“Ser Solidário”, José Mário
Branco.
Estou aqui a comemorar o vinte
e cinco de Novembro porque, antes de mais, sou dado a comemorações e, além
disso, o vinte e cinco de Novembro é o tricentésimo vigésimo nono dia do ano do
calendário gregoriano, o que significa que é um dia muito importante. Foi neste
dia que nasceu Ana de Jesus e faleceu Pedro Primeiro de Alexandria, portanto
não me venham cá com coisas: comemoremos. Acrescento que devíamos comemorar
mais vinte e cincos, pois a soma de dois com cinco dá sete, e sete é um número
mágico.

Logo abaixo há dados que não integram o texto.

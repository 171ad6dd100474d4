//! Attributeless wrapper removal.

use pagelens_dom::NodeId;
use pagelens_protocols::{SimplifyError, ID_ATTRIBUTE};

use super::{PruneContext, ALWAYS_KEPT_TAGS};

const FORM_TAGS: &[&str] = &["input", "fieldset"];

fn visit(
    context: &mut PruneContext<'_>,
    node: NodeId,
    removed: &mut usize,
) -> Result<(), SimplifyError> {
    for child in context.document.element_children(node) {
        visit(context, child, removed)?;
    }

    let unattributed = context
        .document
        .element(node)
        .is_some_and(|element| element.has_only_attribute(ID_ATTRIBUTE));
    if unattributed
        && !context.document.has_tag(node, ALWAYS_KEPT_TAGS)
        && !context.document.has_tag(node, FORM_TAGS)
        && context.is_bare_leaf(node)
        && context.remove_node(node)?
    {
        *removed += 1;
    }
    Ok(())
}

/// Bottom-up removal of empty elements carrying at most an identifier.
pub(super) fn remove_attributeless_wrappers(
    context: &mut PruneContext<'_>,
) -> Result<usize, SimplifyError> {
    let mut removed = 0;
    let body = context.body;
    visit(context, body, &mut removed)?;
    Ok(removed)
}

São sete as cores do arco-íris, os dias da semana, as notas musicais,
os mares e os continentes e muitas coisas mais de insofismável relevância na
história da humanidade em particular e do mundo em geral. Escolhi o álbum “Ser
Solidário”, de José Mário Branco, para comemorar este vinte e cinco de Novembro
de dois mil e vinte e quatro, ano dos meus cinquenta anos, o dobro de vinte e
cinco. É uma edição de que gosto muito, sobretudo porque além das canções tem
um tema extra intitulado “FMI”, que, não por acaso, tem a duração de vinte e
cinco minutos. Como vêem, o vinte e cinco é um número especial. O que seria de
nós sem os vinte e cincos? Eu gosto de ver as pessoas aperaltadas para as
comemorações, eles de fato e gravata, elas de fato cumprido e cabelo arranjado,
devidamente maquilhadas, unhas a preceito, talvez com um blazer à medida e
calças a condizer. Com saltos altos, não muito, o suficiente, quanto baste. Todos
maravilhosamente penteados. Toda essa nuvem de perfumes à deriva no ar
embriagam-me e deixam-me tonto de comemorações, dá-me logo para ir para a rua e
apanhar um táxi a caminho do melhor restaurante onde, à mesa, poderei
manifestar-me contra as injustiças do mundo degustando arroz de lavagante com
um Château d’Yquem de 1811. Não faço por menos, é para meninos. Portanto,
deixem-se de lamentações. Nenhum de nós tem culpa do estado a que isto chegou,
se é que chegou a algum estado. Estamos bem, muito obrigado, vamos indo, tudo
na boa, adiante. Temos de ser uns para os outros, comemorar, brindar ao bem que
fazemos e nos fazem, ao sucesso e ao empreendedorismo e aos unicórnios e à luz
que nos alumia nas horas adversas, quando nos falta, por exemplo, papel
higiénico. Por mim, comemoremos o de Abril, o de Novembro, o de Dezembro, e de
premeio venham daí as sopas dos pobres, os alojamentos locais, dezassete
milhões para matar a fome com dezassete milhões de pólvora a derrear escolas e
hospitais e teatros e outros castelos de areia. Sou solidário, comemoro, como,
não calo, porque a mim ninguém me cala, eu grito a plenos pulmões: viva a
democracia liberal que devolve pacientes por táxi e lhes cobra a conta, vivam a
chaise-longue de Freud e as foices e os martelos recheados com doce de ovos, viva
o amor com que nos fodemos uns aos outros, desculpem a linguagem, mas se é por
bem, é por bem, viva o fado e o corridinho e as iluminações de Natal a preço de
saldo e o cozido à portuguesa no centro de trabalho e a vida está difícil. Setecentos
e cinquenta mil euros em luzinhas a piscar nas ruas da capital, em honra dos sem-abrigo
disseminados pelos cantos onde dormem e defecam e comem. Que os seus olhos
brilhem de comoção como os meus hoje brilham pelo vinte e cinco, o que me
levará da Praça da Figueira aos Prazeres. Qual é a vossa, ó meus?